Any security agreement that arises under these Trading Terms is confidential. Despite this, the Customer agrees that Bennetts may disclose any information concerning the Customer to any interested person under s 275 of the PPSA. The Customer agrees not to exercise its rights to make any request of Bennetts under section 275 of the PPSA.
- Health and Safety Compliance
The Customer agrees that it is the Customer’s responsibility to ensure that all applicable health and safety regulations are observed and other appropriate steps are taken in relation to the storage, handling and use of the Goods and, where information is supplied to the Customer by Bennetts on potential hazards relating to the Goods, to bring such information to the attention of the Customer’s employees, agents, sub-contractors, visitors and customers. Without prejudice to the forgoing, it is the Customer’s responsibility to provide safe facilities for the receipt and storage of the Goods and to comply with all applicable health and safety regulations immediately on delivery of the Goods to the Customer’s premises and/or to the Customer’s storage facilities.
- Errors in Bennetts’ documents
Clerical or computation errors and misprints in any Bennetts documents, including catalogues, price lists, delivery dockets, invoices, statements or credit notes, may be corrected by Bennetts reissuing the document or by Bennetts otherwise giving notice of the error or misprint to the Customer with reference to the original document.

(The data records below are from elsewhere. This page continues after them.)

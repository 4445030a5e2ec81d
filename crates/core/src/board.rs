//! Board module - the occupancy grid
//!
//! The board is a 10x20 grid where each cell is empty or holds an [`Occupant`]:
//! the piece kind (for rendering) plus the id of the piece that owns the mino.
//! Ownership replaces any external scene graph: a piece finds "its own" cells by
//! id, which is how moves, rotations and hold swaps validate against everything
//! except themselves.
//!
//! Coordinates: `x` in 0..10 left to right, `y` grows upwards from the floor
//! (row 0). Cells with `y >= BOARD_HEIGHT` are above the skyline; they are never
//! stored and always read as free.

use crate::types::{PieceKind, BOARD_HEIGHT, BOARD_WIDTH};

/// Total number of cells on the board
const BOARD_SIZE: usize = (BOARD_WIDTH as usize) * (BOARD_HEIGHT as usize);

const WIDTH: usize = BOARD_WIDTH as usize;
const HEIGHT: usize = BOARD_HEIGHT as usize;

/// Identity of a piece instance. Every spawn gets a fresh id.
#[derive(Debug, Clone, Copy, PartialEq, Eq, Hash, PartialOrd, Ord, Default)]
pub struct PieceId(pub u32);

/// Who occupies a cell.
#[derive(Debug, Clone, Copy, PartialEq, Eq, Hash)]
pub struct Occupant {
    pub kind: PieceKind,
    pub owner: PieceId,
}

/// A single board cell
pub type Cell = Option<Occupant>;

/// The game board - 10 columns x 20 rows using flat array storage
#[derive(Debug, Clone, PartialEq)]
pub struct Board {
    /// Row-major, row 0 first (y * WIDTH + x)
    cells: [Cell; BOARD_SIZE],
}

impl Board {
    /// Create a new empty board
    pub fn new() -> Self {
        Self {
            cells: [None; BOARD_SIZE],
        }
    }

    #[inline(always)]
    fn index(x: i8, y: i8) -> Option<usize> {
        if x < 0 || x >= BOARD_WIDTH as i8 || y < 0 || y >= BOARD_HEIGHT as i8 {
            return None;
        }
        Some((y as usize) * WIDTH + (x as usize))
    }

    pub fn width(&self) -> u8 {
        BOARD_WIDTH
    }

    pub fn height(&self) -> u8 {
        BOARD_HEIGHT
    }

    /// True iff `0 <= x < W` and `y >= 0`.
    ///
    /// There is no upper bound: pieces live above the skyline while spawning.
    pub fn is_inside_bounds(&self, x: i8, y: i8) -> bool {
        x >= 0 && x < BOARD_WIDTH as i8 && y >= 0
    }

    /// Occupant of a cell. Above the skyline and outside the grid read as `None`.
    pub fn occupant_at(&self, x: i8, y: i8) -> Option<Occupant> {
        Self::index(x, y).and_then(|idx| self.cells[idx])
    }

    /// Free if nobody is there, or the occupant belongs to one of `excluding`.
    pub fn is_cell_free(&self, x: i8, y: i8, excluding: &[PieceId]) -> bool {
        match self.occupant_at(x, y) {
            None => true,
            Some(occupant) => excluding.contains(&occupant.owner),
        }
    }

    /// Write a single cell, ignoring coordinates outside the grid.
    /// Returns false if nothing was written.
    pub fn set(&mut self, x: i8, y: i8, cell: Cell) -> bool {
        match Self::index(x, y) {
            Some(idx) => {
                self.cells[idx] = cell;
                true
            }
            None => false,
        }
    }

    /// Record a piece at `cells`.
    ///
    /// Every cell previously owned by `owner` is cleared first; then each cell
    /// below the skyline is written. Cells above the skyline are not recorded.
    pub fn place_piece(&mut self, owner: PieceId, kind: PieceKind, cells: &[(i8, i8)]) {
        self.remove_piece(owner);
        for &(x, y) in cells {
            if y < BOARD_HEIGHT as i8 {
                self.set(x, y, Some(Occupant { kind, owner }));
            }
        }
    }

    /// Clear every cell owned by `owner`. Returns how many were cleared.
    pub fn remove_piece(&mut self, owner: PieceId) -> usize {
        let mut removed = 0;
        for cell in self.cells.iter_mut() {
            if matches!(cell, Some(o) if o.owner == owner) {
                *cell = None;
                removed += 1;
            }
        }
        removed
    }

    /// True iff all `W` cells of row `y` are occupied. Pure query.
    pub fn is_row_full(&self, y: i8) -> bool {
        if y < 0 || y >= BOARD_HEIGHT as i8 {
            return false;
        }
        let start = (y as usize) * WIDTH;
        self.cells[start..start + WIDTH].iter().all(|c| c.is_some())
    }

    /// Number of full rows currently on the board.
    pub fn count_full_rows(&self) -> usize {
        (0..BOARD_HEIGHT as i8).filter(|&y| self.is_row_full(y)).count()
    }

    /// Empty row `y` and shift every row above it down by one.
    ///
    /// The top row becomes empty. Rows below `y` are untouched.
    pub fn clear_row(&mut self, y: i8) {
        if y < 0 || y >= BOARD_HEIGHT as i8 {
            return;
        }
        let y = y as usize;

        // copy_within handles the overlapping ranges.
        for row in y..HEIGHT - 1 {
            let src = (row + 1) * WIDTH;
            self.cells.copy_within(src..src + WIDTH, row * WIDTH);
        }

        let top = (HEIGHT - 1) * WIDTH;
        self.cells[top..top + WIDTH].fill(None);
    }

    /// Remove every full row, lowest first, and return how many were removed.
    ///
    /// After a clear the same index is examined again, since the row above has
    /// fallen into it.
    pub fn clear_full_rows(&mut self) -> usize {
        let mut cleared = 0;
        let mut y: i8 = 0;
        while y < BOARD_HEIGHT as i8 {
            if self.is_row_full(y) {
                self.clear_row(y);
                cleared += 1;
            } else {
                y += 1;
            }
        }
        cleared
    }

    /// Iterate `(x, y, occupant)` for every occupied cell, bottom row first.
    pub fn occupied(&self) -> impl Iterator<Item = (i8, i8, Occupant)> + '_ {
        self.cells.iter().enumerate().filter_map(|(idx, cell)| {
            cell.map(|o| ((idx % WIDTH) as i8, (idx / WIDTH) as i8, o))
        })
    }

    pub fn cells(&self) -> &[Cell] {
        &self.cells
    }

    /// Write kind codes into a grid (row 0 = floor, 0 = empty).
    pub fn write_u8_grid(&self, out: &mut [[u8; WIDTH]; HEIGHT]) {
        for (y, row) in out.iter_mut().enumerate() {
            for (x, slot) in row.iter_mut().enumerate() {
                *slot = self.cells[y * WIDTH + x].map_or(0, |o| o.kind.code());
            }
        }
    }

    /// Clear the entire board
    pub fn clear(&mut self) {
        self.cells.fill(None);
    }
}

impl Default for Board {
    fn default() -> Self {
        Self::new()
    }
}

#[cfg(test)]
mod tests {
    use super::*;

    const DEBRIS: PieceId = PieceId(0);

    fn fill_row(board: &mut Board, y: i8, kind: PieceKind) {
        for x in 0..BOARD_WIDTH as i8 {
            board.set(x, y, Some(Occupant { kind, owner: DEBRIS }));
        }
    }

    #[test]
    fn test_board_index_calculation() {
        assert_eq!(Board::index(0, 0), Some(0));
        assert_eq!(Board::index(9, 0), Some(9));
        assert_eq!(Board::index(0, 1), Some(10));
        assert_eq!(Board::index(9, 19), Some(199));
        assert_eq!(Board::index(-1, 0), None);
        assert_eq!(Board::index(10, 0), None);
        assert_eq!(Board::index(0, 20), None);
    }

    #[test]
    fn test_above_skyline_reads_free() {
        let board = Board::new();
        assert!(board.is_inside_bounds(4, 25));
        assert_eq!(board.occupant_at(4, 25), None);
        assert!(board.is_cell_free(4, 25, &[]));
    }

    #[test]
    fn test_place_piece_moves_previous_cells() {
        let mut board = Board::new();
        let id = PieceId(7);
        board.place_piece(id, PieceKind::O, &[(0, 0), (1, 0), (0, 1), (1, 1)]);
        board.place_piece(id, PieceKind::O, &[(1, 0), (2, 0), (1, 1), (2, 1)]);

        assert_eq!(board.occupant_at(0, 0), None);
        assert_eq!(board.occupant_at(0, 1), None);
        assert_eq!(board.occupied().count(), 4);
    }

    #[test]
    fn test_place_piece_skips_cells_above_skyline() {
        let mut board = Board::new();
        board.place_piece(PieceId(3), PieceKind::I, &[(4, 19), (4, 20), (4, 21), (4, 22)]);
        assert_eq!(board.occupied().count(), 1);
    }

    #[test]
    fn test_clear_row_shifts_rows_above() {
        let mut board = Board::new();
        fill_row(&mut board, 3, PieceKind::I);
        board.set(2, 4, Some(Occupant { kind: PieceKind::T, owner: DEBRIS }));
        board.set(5, 1, Some(Occupant { kind: PieceKind::L, owner: DEBRIS }));

        board.clear_row(3);

        assert_eq!(board.occupant_at(2, 3).map(|o| o.kind), Some(PieceKind::T));
        assert_eq!(board.occupant_at(2, 4), None);
        assert_eq!(board.occupant_at(5, 1).map(|o| o.kind), Some(PieceKind::L));
        assert!(!board.is_row_full(3));
    }

    #[test]
    fn test_clear_full_rows_reexamines_shifted_row() {
        let mut board = Board::new();
        fill_row(&mut board, 0, PieceKind::I);
        fill_row(&mut board, 1, PieceKind::J);
        board.set(0, 2, Some(Occupant { kind: PieceKind::S, owner: DEBRIS }));

        assert_eq!(board.count_full_rows(), 2);
        assert_eq!(board.clear_full_rows(), 2);
        assert_eq!(board.occupant_at(0, 0).map(|o| o.kind), Some(PieceKind::S));
        assert_eq!(board.occupied().count(), 1);
    }

    #[test]
    fn test_write_u8_grid_uses_kind_codes() {
        let mut board = Board::new();
        board.set(9, 19, Some(Occupant { kind: PieceKind::L, owner: DEBRIS }));
        let mut grid = [[0u8; WIDTH]; HEIGHT];
        board.write_u8_grid(&mut grid);
        assert_eq!(grid[19][9], PieceKind::L.code());
        assert_eq!(grid[0][0], 0);
    }
}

- The Customer will tell Bennetts if the Customer changes its name, registered office or, if any of the Customer’s directors change, it becomes a trustee of any trust or the constitution of any partnership of which the Customer is a member changes, within 7 business days of any such change.
- Any certificate signed by Bennetts, or any of its directors or any person authorised by it as to the amount due and payable by the Customer is sufficient evidence of the Customer’s liability to pay Bennetts under these Trading Terms as at the date of any such certificate.
- If any provision of these Trading Terms is unenforceable for any reason, it will not invalidate any other provisions, which will remain in full force and effect despite that invalidity.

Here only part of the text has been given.